Stored items
- - - - - - -

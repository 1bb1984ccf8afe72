//! Checks a wanted state change against the configured topology.

use std::sync::Arc;

use anyhow::{Context, Result};
use cohort_cluster::{Condition, Verdict};
use cohort_config::CohortConfig;
use cohort_controller::{ClusterStateBundle, MemoryStateStore, StateCoordinator};
use cohort_types::{ClusterState, Node, NodeState, State};

use crate::style::{self, colors::SemanticStyle};

/// Arguments of `cohort check-transition`.
pub struct TransitionRequest<'a> {
    pub node: &'a str,
    pub state: &'a str,
    pub cluster_state: &'a str,
    pub from: &'a str,
    pub description: &'a str,
    pub condition: Condition,
    pub project: &'a str,
}

pub fn check(request: &TransitionRequest<'_>) -> Result<()> {
    let node: Node = request
        .node
        .parse()
        .with_context(|| format!("Invalid node '{}'", request.node))?;
    let wanted: State = request
        .state
        .parse()
        .with_context(|| format!("Invalid state '{}'", request.state))?;
    let current: State = request
        .from
        .parse()
        .with_context(|| format!("Invalid state '{}'", request.from))?;
    let cluster_state = ClusterState::parse(request.cluster_state)
        .with_context(|| format!("Invalid cluster state '{}'", request.cluster_state))?;

    let config =
        CohortConfig::load_from_dir(request.project).context("Failed to load configuration")?;
    let mut coordinator = StateCoordinator::from_config(&config, Arc::new(MemoryStateStore::new()))
        .context("Failed to build cluster from configuration")?;
    // Publish the given state so the check runs against it.
    let unversioned = cluster_state.with_version(0);
    coordinator.submit_candidate(ClusterStateBundle::of_baseline_only(unversioned.into()), 0)?;

    let old_wanted = NodeState::new(current);
    let new_wanted = NodeState::new(wanted).with_description(request.description);
    let verdict =
        coordinator.evaluate_transition(node, request.condition, &old_wanted, &new_wanted)?;

    println!(
        "{} {} -> {} ({})",
        node.to_string().code(),
        current,
        wanted,
        request.condition
    );
    match &verdict {
        Verdict::Allowed => style::print_success("Allowed"),
        Verdict::AllowedWithAlteration(altered) => {
            style::print_warn(&format!("Allowed as {}", altered.state()));
        }
        Verdict::Denied(reason) => {
            style::print_error(&format!("Denied: {reason}"));
            anyhow::bail!("Transition of {node} to {wanted} was denied");
        }
    }
    Ok(())
}
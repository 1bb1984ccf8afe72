//! Group hierarchy and redundancy placement.
//!
//! Groups live in an arena owned by [`Distribution`] and refer to each other
//! by [`GroupId`]. The root is always `GroupId(0)`; parents are pushed before
//! their children, so walking `parent` links always terminates at the root.

use std::collections::BTreeMap;
use std::fmt::{self, Display};
use std::str::FromStr;

use cohort_config::{ClusterConfig, GroupConfig};
use serde::{Deserialize, Serialize};

use crate::{Error, Result};

// ============================================================================
// Group identity
// ============================================================================

/// Index of a group in its distribution's arena.
#[derive(Debug, Clone, Copy, PartialEq, Eq, PartialOrd, Ord, Hash, Serialize, Deserialize)]
pub struct GroupId(pub usize);

impl GroupId {
    pub const ROOT: GroupId = GroupId(0);
}

impl Display for GroupId {
    fn fmt(&self, f: &mut fmt::Formatter<'_>) -> fmt::Result {
        write!(f, "g{}", self.0)
    }
}

// ============================================================================
// Partition spec
// ============================================================================

/// One slot of a partition spec.
#[derive(Debug, Clone, Copy, PartialEq, Eq)]
pub enum Share {
    /// A fixed number of copies.
    Fixed(u16),
    /// Takes an even part of whatever the fixed slots leave over.
    Wildcard,
}

/// How a branch group spreads its copies over its subgroups, e.g. `2|1|*`.
#[derive(Debug, Clone, PartialEq, Eq)]
pub struct PartitionSpec {
    shares: Vec<Share>,
}

impl PartitionSpec {
    /// A spec with one wildcard slot per subgroup.
    pub fn wildcards(slots: usize) -> Self {
        Self {
            shares: vec![Share::Wildcard; slots.max(1)],
        }
    }

    pub fn shares(&self) -> &[Share] {
        &self.shares
    }

    /// Copies each slot receives for the given redundancy, largest first.
    ///
    /// Fixed slots are served first in spec order, each capped by what is
    /// left. The remainder is split evenly over the wildcards. Without
    /// wildcards a remainder is handed out one copy at a time to the fixed
    /// slots.
    pub fn copies_per_slot(&self, redundancy: u16) -> Vec<u16> {
        let mut remaining = redundancy;
        let mut fixed = Vec::new();
        let mut wildcards = 0u16;
        for share in &self.shares {
            match share {
                Share::Fixed(copies) => {
                    let take = (*copies).min(remaining);
                    fixed.push(take);
                    remaining -= take;
                }
                Share::Wildcard => wildcards += 1,
            }
        }

        let mut copies = fixed;
        if wildcards > 0 {
            let base = remaining / wildcards;
            let extra = remaining % wildcards;
            copies.extend((0..wildcards).map(|i| base + u16::from(i < extra)));
        } else if !copies.is_empty() {
            let slots = copies.len();
            for i in 0..usize::from(remaining) {
                copies[i % slots] += 1;
            }
        }
        copies.sort_unstable_by(|a, b| b.cmp(a));
        copies
    }
}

- - - - - - -

**About this task**
Exactly as shown above, write out all the records.

**Answer for this exercise**
repository 1bb1984ccf8afe72
//! Checks a wanted state change against the configured topology.

use std::sync::Arc;

use anyhow::{Context, Result};
use cohort_cluster::{Condition, Verdict};
use cohort_config::CohortConfig;
use cohort_controller::{ClusterStateBundle, MemoryStateStore, StateCoordinator};
use cohort_types::{ClusterState, Node, NodeState, State};

use crate::style::{self, colors::SemanticStyle};

/// Arguments of `cohort check-transition`.
pub struct TransitionRequest<'a> {
    pub node: &'a str,
    pub state: &'a str,
    pub cluster_state: &'a str,
    pub from: &'a str,
    pub description: &'a str,
    pub condition: Condition,
    pub project: &'a str,
}

pub fn check(request: &TransitionRequest<'_>) -> Result<()> {
    let node: Node = request
        .node
        .parse()
        .with_context(|| format!("Invalid node '{}'", request.node))?;
    let wanted: State = request
        .state
        .parse()
        .with_context(|| format!("Invalid state '{}'", request.state))?;
    let current: State = request
        .from
        .parse()
        .with_context(|| format!("Invalid state '{}'", request.from))?;
    let cluster_state = ClusterState::parse(request.cluster_state)
        .with_context(|| format!("Invalid cluster state '{}'", request.cluster_state))?;

    let config =
        CohortConfig::load_from_dir(request.project).context("Failed to load configuration")?;
    let mut coordinator = StateCoordinator::from_config(&config, Arc::new(MemoryStateStore::new()))
        .context("Failed to build cluster from configuration")?;
    // Publish the given state so the check runs against it.
    let unversioned = cluster_state.with_version(0);
    coordinator.submit_candidate(ClusterStateBundle::of_baseline_only(unversioned.into()), 0)?;

    let old_wanted = NodeState::new(current);
    let new_wanted = NodeState::new(wanted).with_description(request.description);
    let verdict =
        coordinator.evaluate_transition(node, request.condition, &old_wanted, &new_wanted)?;

    println!(
        "{} {} -> {} ({})",
        node.to_string().code(),
        current,
        wanted,
        request.condition
    );
    match &verdict {
        Verdict::Allowed => style::print_success("Allowed"),
        Verdict::AllowedWithAlteration(altered) => {
            style::print_warn(&format!("Allowed as {}", altered.state()));
        }
        Verdict::Denied(reason) => {
            style::print_error(&format!("Denied: {reason}"));
            anyhow::bail!("Transition of {node} to {wanted} was denied");
        }
    }
    Ok(())
}
repository 1bb1984ccf8afe72
//! Group hierarchy and redundancy placement.
//!
//! Groups live in an arena owned by [`Distribution`] and refer to each other
//! by [`GroupId`]. The root is always `GroupId(0)`; parents are pushed before
//! their children, so walking `parent` links always terminates at the root.

use std::collections::BTreeMap;
use std::fmt::{self, Display};
use std::str::FromStr;

use cohort_config::{ClusterConfig, GroupConfig};
use serde::{Deserialize, Serialize};

use crate::{Error, Result};

// ============================================================================
// Group identity
// ============================================================================

/// Index of a group in its distribution's arena.
#[derive(Debug, Clone, Copy, PartialEq, Eq, PartialOrd, Ord, Hash, Serialize, Deserialize)]
pub struct GroupId(pub usize);

impl GroupId {
    pub const ROOT: GroupId = GroupId(0);
}

impl Display for GroupId {
    fn fmt(&self, f: &mut fmt::Formatter<'_>) -> fmt::Result {
        write!(f, "g{}", self.0)
    }
}

// ============================================================================
// Partition spec
// ============================================================================

/// One slot of a partition spec.
#[derive(Debug, Clone, Copy, PartialEq, Eq)]
pub enum Share {
    /// A fixed number of copies.
    Fixed(u16),
    /// Takes an even part of whatever the fixed slots leave over.
    Wildcard,
}

/// How a branch group spreads its copies over its subgroups, e.g. `2|1|*`.
#[derive(Debug, Clone, PartialEq, Eq)]
pub struct PartitionSpec {
    shares: Vec<Share>,
}

impl PartitionSpec {
    /// A spec with one wildcard slot per subgroup.
    pub fn wildcards(slots: usize) -> Self {
        Self {
            shares: vec![Share::Wildcard; slots.max(1)],
        }
    }

    pub fn shares(&self) -> &[Share] {
        &self.shares
    }

    /// Copies each slot receives for the given redundancy, largest first.
    ///
    /// Fixed slots are served first in spec order, each capped by what is
    /// left. The remainder is split evenly over the wildcards. Without
    /// wildcards a remainder is handed out one copy at a time to the fixed
    /// slots.
    pub fn copies_per_slot(&self, redundancy: u16) -> Vec<u16> {
        let mut remaining = redundancy;
        let mut fixed = Vec::new();
        let mut wildcards = 0u16;
        for share in &self.shares {
            match share {
                Share::Fixed(copies) => {
                    let take = (*copies).min(remaining);
                    fixed.push(take);
                    remaining -= take;
                }
                Share::Wildcard => wildcards += 1,
            }
        }

        let mut copies = fixed;
        if wildcards > 0 {
            let base = remaining / wildcards;
            let extra = remaining % wildcards;
            copies.extend((0..wildcards).map(|i| base + u16::from(i < extra)));
        } else if !copies.is_empty() {
            let slots = copies.len();
            for i in 0..usize::from(remaining) {
                copies[i % slots] += 1;
            }
        }
        copies.sort_unstable_by(|a, b| b.cmp(a));
        copies
    }
}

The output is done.